Sent from my iPhone using Petguide.com Free App


----------



## Tayla's Mom (Apr 20, 2012)

I've never trimmed anything on Tayla except under her paws and if she gets a mat under her ears. 


Sent from my iPhone using Petguide.com Free App


----------



## goldhaven (Sep 3, 2009)

Tayla's Mom said:


> I've never trimmed anything on Tayla except under her paws and if she gets a mat under her ears.
> 
> 
> Sent from my iPhone using Petguide.com Free App


Ditto on the mats under the ears. I don't even trim under the paws but I do clip the nails and in the summer, our baths consist of a swim in the pool and air dry on the deck.


----------



## Jessie'sGirl (Aug 30, 2010)

I trim Jess' ears occasionally, because he looks like PollyAnna if I don't, and sometimes under the ears to prevent matting.other than that, I like the natural look.


----------



## Mr. Bojangles (Sep 15, 2011)

I don't think there is anything wrong with the "natural" look. 
Unless you are going for a show look or, like me, just like grooming your dog, then the natural look is perfect.
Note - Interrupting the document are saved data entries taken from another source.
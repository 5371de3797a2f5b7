//! The Reviewer: automated validation plus an LLM review, scored and decided
//! by the quality policy.

use std::sync::Arc;

use async_trait::async_trait;
use serde::Deserialize;
use tracing::{info, instrument, warn};

use pipeline::{
    AgentId, ApprovalPolicy, CompletionRequest, CriterionScores, Executor, ExecutorError,
    LlmProvider, Message, MessageKind, PartialStateUpdate, PipelineConfig, QualityReport,
    QualityScorer, ReviewInput, State,
};

use crate::gateway::CallGateway;
use crate::json::extract_json;
use crate::prompts;
use crate::validation::ContentValidator;

/// Characters of research included in the review prompt.
const MAX_RESEARCH_IN_PROMPT: usize = 1_500;

/// The JSON object the model is asked to return. Criterion scores are 0–10.
#[derive(Debug, Clone, PartialEq, Deserialize)]
struct LlmReview {
    #[serde(default = "neutral")]
    factual_accuracy: f64,
    #[serde(default = "neutral")]
    completeness: f64,
    #[serde(default = "neutral")]
    clarity: f64,
    #[serde(default = "neutral")]
    engagement: f64,
    #[serde(default = "neutral")]
    citations: f64,
    #[serde(default)]
    strengths: Vec<String>,
    #[serde(default)]
    issues: Vec<String>,
    #[serde(default)]
    recommendations: Vec<String>,
}

fn neutral() -> f64 {
    5.0
}

impl LlmReview {
    /// Used when the model's answer cannot be parsed.
    fn fallback() -> Self {
        Self {
            factual_accuracy: 6.0,
            completeness: 6.0,
            clarity: 6.0,
            engagement: 6.0,
            citations: 6.0,
            strengths: vec!["Content was generated".into()],
            issues: vec!["Unable to perform detailed review".into()],
            recommendations: vec!["Manual review recommended".into()],
        }
    }

    fn criteria(&self) -> CriterionScores {
        CriterionScores::from_ten_point_scale(
            self.factual_accuracy,
            self.completeness,
            self.clarity,
            self.engagement,
            self.citations,
        )
    }
}

pub struct Reviewer {
    llm: Arc<dyn LlmProvider>,
    gateway: Arc<CallGateway>,
    validator: ContentValidator,
    scorer: QualityScorer,
    policy: ApprovalPolicy,
    max_reported_items: usize,
}

impl Reviewer {
    pub fn new(llm: Arc<dyn LlmProvider>, gateway: Arc<CallGateway>, config: &PipelineConfig) -> Self {
        Self {
            llm,
            gateway,
            validator: ContentValidator::new(&config.review),
            scorer: QualityScorer::new(config.weights.clone()),
            policy: config.approval.clone(),
            max_reported_items: config.review.max_reported_items,
        }
    }

    fn prompt(state: &State) -> String {
        let research: String = state
            .research_findings()
            .chars()
            .take(MAX_RESEARCH_IN_PROMPT)
            .collect();
        format!(
            "Review the following {} written for a {}.\n\n\
             CONTENT TO REVIEW:\n{}\n\n\
             ORIGINAL RESEARCH:\n{research}\n\n\
             Score each criterion from 0 to 10 and respond with JSON:\n\
             {{\"factual_accuracy\": 0-10, \"completeness\": 0-10, \"clarity\": 0-10, \
             \"engagement\": 0-10, \"citations\": 0-10, \
             \"strengths\": [\"...\"], \"issues\": [\"...\"], \"recommendations\": [\"...\"]}}",
            state.brief().content_type,
            state.brief().audience,
            state.content_draft(),
        )
    }
}

#[async_trait]
impl Executor for Reviewer {
    fn agent(&self) -> AgentId {
        AgentId::Reviewer
    }

    #[instrument(skip_all, fields(agent = "reviewer", iteration = state.iteration_count()))]
    async fn execute(&self, state: &State) -> Result<PartialStateUpdate, ExecutorError> {
        let draft = state.content_draft();
        let validation = self.validator.validate(draft, Some(state.research_findings()));

        let request = CompletionRequest::new(prompts::REVIEWER, Self::prompt(state)).with_temperature(0.2);
        let answer = self
            .gateway
            .call_weighted("llm.complete", request.estimated_tokens(), || self.llm.complete(&request))
            .await?;

        let mut update = PartialStateUpdate::new();
        let review = match extract_json::<LlmReview>(&answer) {
            Ok(review) => review,
            Err(err) => {
                warn!(error = %err, "Review response was not valid JSON; using neutral fallback review");
                update = update.with_warning(format!("Review response unparseable: {err}"));
                LlmReview::fallback()
            }
        };

        let criteria = review.criteria();
        let mut issues = validation.issues;
        issues.extend(review.issues);
        let mut recommendations = validation.suggestions;
        recommendations.extend(review.recommendations);

        let report = QualityReport::assess(
            ReviewInput {
                criteria,
                validation_score: validation.score,
                issues,
                recommendations,
                strengths: review.strengths,
            },
            &self.scorer,
            &self.policy,
            self.max_reported_items,
        );

        info!(
            overall = report.overall_score.as_f64(),
            validation = report.validation_score.as_f64(),
            final_score = report.final_score.as_f64(),
            issues = report.total_issues,
            decision = %report.decision,
            "Review scored"
        );

        let summary = format!(
            "Review complete: {} (score: {:.2})",
            report.decision,
            report.final_score.as_f64()
        );
        Ok(update
            .with_review(report.final_score, report.decision, report.render_feedback())
            .with_message(Message::new(AgentId::Reviewer, MessageKind::Feedback, summary)))
    }
}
In fact, I've always thought that if the feet look neat, that's 90% of the battle. The rest is gravy.


----------



## Nairb (Feb 25, 2012)

Just the feet and ears so far. It gets matted behind her ears despite combing it out daily if I don't use a thinning shears about every four weeks or so. I suppose every dog is different.


----------



## spruce (Mar 13, 2008)

granted, my guy's a poorbred...but his tail feathers/butt feathers grow crazy long. Measured tail feathers at 14 inches. He goes to groomer every few months to get a "flag cut" for his tail. My old man (RIP) naturally had a tail like I get Bridger's groomed into.


----------



## Vinnie's Mom (Jun 9, 2012)

Vinnie is my first Golden and I have no idea how his coat will be at maturity. I had just read only feet require some trimming but I can understand having to take care of Matt's and excessive growth that may be outside the norm. I think Vinnie will have a pretty long coat and he has about an inch of hair growing off his ear. I think it's cute but I don't notice it on most Golden's.


















Sent from my iPhone using Petguide.com Free App


----------



## Vhuynh2 (Feb 13, 2012)

Molly will get Fabio hair if I don't trim her ear fur. I also like the round paw look so I trim her feet. 


Sent from my iPhone using Petguide.com Free App


----------